Your task – From the line containing "self.resource.pause();" down to the final entry below, restate each line word for word.

(Dataset entries)

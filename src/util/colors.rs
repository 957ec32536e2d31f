use ratatui::style::Color;

pub const PRIMARY: Color = Color::from_u32(0x00fa586a);
pub const SECONDARY: Color = Color::from_u32(0x00a83246);
pub const NEUTRAL: Color = Color::from_u32(0x00505050);
pub const MUTED: Color = Color::from_u32(0x00909090);
pub const BACKGROUND: Color = Color::from_u32(0x00101012);
pub const ERROR: Color = Color::from_u32(0x00e5484d);
pub const SKELETON: Color = Color::from_u32(0x002a2a2e);
pub mod search;
pub mod track_detail;

pub use search::Search;
pub use track_detail::TrackDetail;
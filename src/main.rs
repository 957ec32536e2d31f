use clap::Parser;
use tunescout::{
    cli::Cli,
    config::Config,
    ui::app::App,
    util::{hook::set_panic_hook, log::initialize_logging},
};

#[tokio::main(flavor = "multi_thread", worker_threads = 4)]
async fn main() -> color_eyre::Result<()> {
    let cli = Cli::parse();
    setup()?;

    let config = Config::load(cli.config.as_deref())?;
    let mut app = App::new(config, cli.launch()).await?;
    app.run().await
}

fn setup() -> color_eyre::Result<()> {
    color_eyre::install()?;
    dotenv::dotenv().ok();
    set_panic_hook();
    initialize_logging()
}
use std::time::Duration;

use tokio::task::JoinHandle;

/// Trailing-edge debounce: every `schedule` cancels the pending callback and
/// starts the quiet period over.
pub struct Debouncer {
    delay: Duration,
    pending: Option<JoinHandle<()>>,
}

impl Debouncer {
    pub fn new(delay: Duration) -> Self {
        Self {
            delay,
            pending: None,
        }
    }

    pub fn schedule<F>(&mut self, fire: F)
    where
        F: FnOnce() + Send + 'static,
    {
        self.cancel();

        let delay = self.delay;
        self.pending = Some(tokio::spawn(async move {
            tokio::time::sleep(delay).await;
            fire();
        }));
    }

    /// Drops the pending callback. Returns whether one was still waiting.
    pub fn cancel(&mut self) -> bool {
        match self.pending.take() {
            Some(handle) => {
                let waiting = !handle.is_finished();
                handle.abort();
                waiting
            }
            None => false,
        }
    }

    pub fn is_pending(&self) -> bool {
        self.pending.as_ref().is_some_and(|h| !h.is_finished())
    }
}

impl Drop for Debouncer {
    fn drop(&mut self) {
        self.cancel();
    }
}
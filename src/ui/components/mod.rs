pub mod message_card;
pub mod now_playing;
pub mod skeleton;
pub mod track_card;

pub use message_card::MessageCard;
pub use now_playing::NowPlaying;
pub use skeleton::Skeleton;
pub use track_card::track_card;
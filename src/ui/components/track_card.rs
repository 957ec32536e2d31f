use ratatui::{
    style::{Modifier, Style},
    text::{Line, Span},
    widgets::ListItem,
};

use crate::{
    ui::view_model::Card,
    util::colors,
};

pub const CARD_HEIGHT: u16 = 4;

/// Renders one result card as a multi-line list item.
pub fn track_card(card: &Card) -> ListItem<'static> {
    let icon = if card.is_playing { "⏸" } else { "▶" };

    let title_style = if card.is_playing {
        Style::new().fg(colors::PRIMARY).add_modifier(Modifier::BOLD)
    } else {
        Style::new().add_modifier(Modifier::BOLD)
    };
    let dim = Style::new().fg(colors::MUTED);

    ListItem::new(vec![
        Line::from(vec![
            Span::styled(format!("{icon} "), Style::new().fg(colors::PRIMARY)),
            Span::styled(card.track_name.clone(), title_style),
            Span::raw("  "),
            Span::styled(card.artist_name.clone(), Style::new().fg(colors::SECONDARY)),
        ]),
        Line::from(Span::styled(
            format!("  {} · {} · {}", card.collection_name, card.genre, card.country),
            dim,
        )),
        Line::from(Span::styled(format!("  {}", card.thumbnail), Style::new().fg(colors::NEUTRAL))),
        Line::default(),
    ])
}
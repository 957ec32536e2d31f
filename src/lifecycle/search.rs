use tracing::info;
use uuid::Uuid;

use crate::{
    http::ApiError,
    lifecycle::{RequestLifecycle, RequestStatus, Ticket},
    model::{CatalogResponse, Track},
};

/// Search-as-you-type state for one mounted search view.
#[derive(Debug, Clone)]
pub struct SearchLifecycle {
    query: String,
    request: RequestLifecycle<Vec<Track>>,
    auto_submitted: bool,
}

impl Default for SearchLifecycle {
    fn default() -> Self {
        Self::new(String::new())
    }
}

impl SearchLifecycle {
    /// `query` is the text restored from an earlier visit, if any.
    pub fn new(query: impl Into<String>) -> Self {
        Self {
            query: query.into(),
            request: RequestLifecycle::new(),
            auto_submitted: false,
        }
    }

    pub fn owner(&self) -> Uuid {
        self.request.owner()
    }

    pub fn query(&self) -> &str {
        &self.query
    }

    pub fn status(&self) -> RequestStatus {
        self.request.status()
    }

    pub fn is_loading(&self) -> bool {
        self.request.is_loading()
    }

    pub fn results(&self) -> &[Track] {
        self.request.data().map_or(&[], Vec::as_slice)
    }

    pub fn error(&self) -> Option<&ApiError> {
        self.request.error()
    }

    /// Records `query` and starts a request for it. A blank query clears the
    /// results instead and returns `None`: nothing should be fetched.
    pub fn submit(&mut self, query: &str) -> Option<Ticket> {
        if query.trim().is_empty() {
            self.query.clear();
            self.request.clear();
            return None;
        }

        self.query = query.to_string();
        let ticket = self.request.begin();
        info!(query, generation = ticket.generation, "search_submitted");
        Some(ticket)
    }

    /// First-mount hook: re-runs a restored query that has no results yet.
    /// Fires at most once per lifecycle.
    pub fn mount(&mut self) -> Option<Ticket> {
        if self.auto_submitted
            || self.query.trim().is_empty()
            || !self.results().is_empty()
            || self.request.status() != RequestStatus::Idle
        {
            return None;
        }

        self.auto_submitted = true;
        let query = self.query.clone();
        self.submit(&query)
    }

    pub fn resolve(&mut self, ticket: Ticket, result: Result<CatalogResponse, ApiError>) -> bool {
        self.request
            .resolve(ticket, result.map(|response| response.results))
    }

    pub fn dispose(&mut self) {
        self.request.dispose();
    }
}
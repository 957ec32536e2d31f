use tracing::{debug, info};

use crate::audio::{commands::AudioCommand, state::PlaybackState, traits::PlaybackResource};

/// Owns the playback resource and the state machine over it. Every
/// mutation goes through `&mut self`, so the UI task is the only writer.
pub struct AudioController {
    state: PlaybackState,
    resource: Box<dyn PlaybackResource>,
}

impl AudioController {
    pub fn new(resource: Box<dyn PlaybackResource>) -> Self {
        Self {
            state: PlaybackState::NoTrack,
            resource,
        }
    }

    pub fn state(&self) -> &PlaybackState {
        &self.state
    }

    pub fn handle_command(&mut self, cmd: AudioCommand) {
        match cmd {
            AudioCommand::Play => self.play(),
            AudioCommand::Pause => self.pause(),
            AudioCommand::LoadAndPlay(source) => self.load_and_play(source),
            AudioCommand::Reset => self.reset(),
        }
    }

    fn play(&mut self) {
        let Some(source) = self.state.source() else {
            debug!("play_without_source");
            return;
        };

        self.state = PlaybackState::Playing(source.to_string());
        self.resource.play();
    }

    fn pause(&mut self) {
        if let PlaybackState::Playing(source) = &self.state {
            self.state = PlaybackState::Paused(source.clone());
            self.resource.pause();
        }
    }

    fn load_and_play(&mut self, source: String) {
        if self.state.source() != Some(source.as_str()) {
            info!(source = source.as_str(), "playback_source_changed");
            self.resource.attach(Some(&source));
        }

        self.state = PlaybackState::Playing(source);
        self.resource.play();
    }

    fn reset(&mut self) {
        if self.state.source().is_some() {
            self.resource.attach(None);
        }
        self.state = PlaybackState::NoTrack;
    }

    /// The resource reached the end of `source`. Ignored unless that exact
    /// source is the one playing; returns whether the state changed.
    pub fn on_finished(&mut self, source: &str) -> bool {
        match &self.state {
            PlaybackState::Playing(current) if current == source => {
                self.state = PlaybackState::Ended(current.clone());
                true
            }
            _ => {
                debug!(source, state = ?self.state, "stale_finished_ignored");
                false
            }
        }
    }
}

Output –
            self.resource.pause();
        }
    }

    fn load_and_play(&mut self, source: String) {
        if self.state.source() != Some(source.as_str()) {
            info!(source = source.as_str(), "playback_source_changed");
            self.resource.attach(Some(&source));
        }

        self.state = PlaybackState::Playing(source);
        self.resource.play();
    }

    fn reset(&mut self) {
        if self.state.source().is_some() {
            self.resource.attach(None);
        }
        self.state = PlaybackState::NoTrack;
    }

    /// The resource reached the end of `source`. Ignored unless that exact
    /// source is the one playing; returns whether the state changed.
    pub fn on_finished(&mut self, source: &str) -> bool {
        match &self.state {
            PlaybackState::Playing(current) if current == source => {
                self.state = PlaybackState::Ended(current.clone());
                true
            }
            _ => {
                debug!(source, state = ?self.state, "stale_finished_ignored");
                false
            }
        }
    }
}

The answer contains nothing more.